Try to cut interest charges on credit card borrowing; anybody paying 16 per cent plus, not uncommon in today’s market, should consider switching to a balance transfer for life card.
“The Citi Platinum iTunes card, which has a salary requirement of £20,000, currently offers a very attractive 4.9 per cent APR rate for as long as it takes to repay your balance. You could take four or five years to pay off this sum, but the rate has been locked in,” Hagger says.
“With minimum repayments of 2.25 per cent, a £1,500 balance could be serviced for £33.75 per month.”
MBNA’s Platinum plus card also offers 4.9 per cent for life on balance transfers, with no salary requirement.
If possible, Hagger says you should try to keep new purchases on these cards to a minimum – because most balance transfers deals charge a much higher interest rate on those.

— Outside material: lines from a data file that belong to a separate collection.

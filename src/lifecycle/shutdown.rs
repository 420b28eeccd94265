//! Shutdown coordination.

use tokio::sync::broadcast;

use crate::lifecycle::signals::shutdown_signal;

/// Coordinator for graceful shutdown.
///
/// The server and any background tasks subscribe; a single trigger stops
/// all of them.
#[derive(Clone)]
pub struct Shutdown {
    tx: broadcast::Sender<()>,
}

impl Shutdown {
    pub fn new() -> Self {
        let (tx, _) = broadcast::channel(1);
        Self { tx }
    }

    /// Subscribe to the shutdown signal.
    pub fn subscribe(&self) -> broadcast::Receiver<()> {
        self.tx.subscribe()
    }

    /// Trigger the shutdown signal.
    pub fn trigger(&self) {
        let _ = self.tx.send(());
    }

    /// Trigger once the process receives SIGINT/SIGTERM.
    pub fn trigger_on_signal(&self) {
        let this = self.clone();
        tokio::spawn(async move {
            shutdown_signal().await;
            this.trigger();
        });
    }
}

impl Default for Shutdown {
    fn default() -> Self {
        Self::new()
    }
}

Cardholders should always try to pay more than the monthly minimum as soon as financial circumstances allow; it cuts interest charges and shortens the repayment period.
Buy petrol and food on a credit card with a cashback – the American Express platinum moneyback credit card pays five per cent cashback for the first three months (maximum £200).
If food and petrol cost £500 per month, you could recoup £25 per month for three months.
Esther James at Moneyfacts.co.uk likes the Shell MasterCard currently offering a three per cent rebate on Shell fuel purchases, plus one per cent on other spending, alongside a zero per cent balance transfer deal running for a year.
“Anybody buying fuel at ASDA with an ASDA MasterCard can receive a rebate of 2p per litre. The card also offers a zero per cent balance transfer deal running for nine months,” she says.
Work out annual costs for car tax, car service & MOT and Christmas and birthday expenses. Divide it by 12 and pay this amount into a savings account each month. This avoids having to pay a large bill from one month’s wages, and earns a bit of interest in the meantime.
Personal loans are getting pricier, with one of the cheaper providers, Yourpersonalloan.co.uk, funded by Co-Op Bank, lifting its rate from 6.9 per cent to 7.3 per cent.
But be sure to arrange payment protection insurance (PPI) on your loan more cheaply through an independent broker, like British Insurance or Paymentcare, than through the lender, which is likely to charge more.
If you haven’t reviewed your gas and electricity supplier for a couple of years, check to see if any dual fuel or online tariffs available would be cheaper than standard offers.
It might be worth checking out the British Gas ‘click energy 5’ dual fuel tariff to see if it can cut bills, on www.britishgas.co.uk/dual-fuel-offers.
Earn extra money by filing out online surveys at sites like www.valuedopinions.com.
Gumtree.com is a useful website, which enables you to type in your nearest city to find things for sale locally.
You might even be able to arrange a car-share or find things for free.
Don’t leave too much money in a savings account earning minimal levels of interest.
Budget correctly and then switch excess cash to a savings account paying more than the standard 0.1 per cent on credit in many High Street current accounts.
High-paying savings accounts with easy access and no restrictions include Bradford & Bingley’s Internet Saver, paying 6.51 per cent AER on £1 upwards, or Intelligent Finance’s iSaver account paying 6.40 per cent AER, again from £1.
We have to learn to put more money aside: in the first quarter of 2008, savings rates fell to just 1.1 per cent of income, the lowest level since 1959.
Review home and contents insurance – not just by looking for cheaper cover, but also by reviewing the quality of the cover you have. There may be scope to save money from cheaper premiums affording the same level of protection.
Finally, make the most of a sunny weekend take unwanted CDs, DVDs and children’s clothes to a car boot sale.
Three hours of hard work and willingness to make an early start to reserve a good pitch, can earn £100 cash, tax-free.
“There are no easy options here,” Hagger admits.
“It’s been a tough six months for our bank balances and with the dreaded C word (for Christmas) looming on the horizon, things won’t get much easier unless we act now.”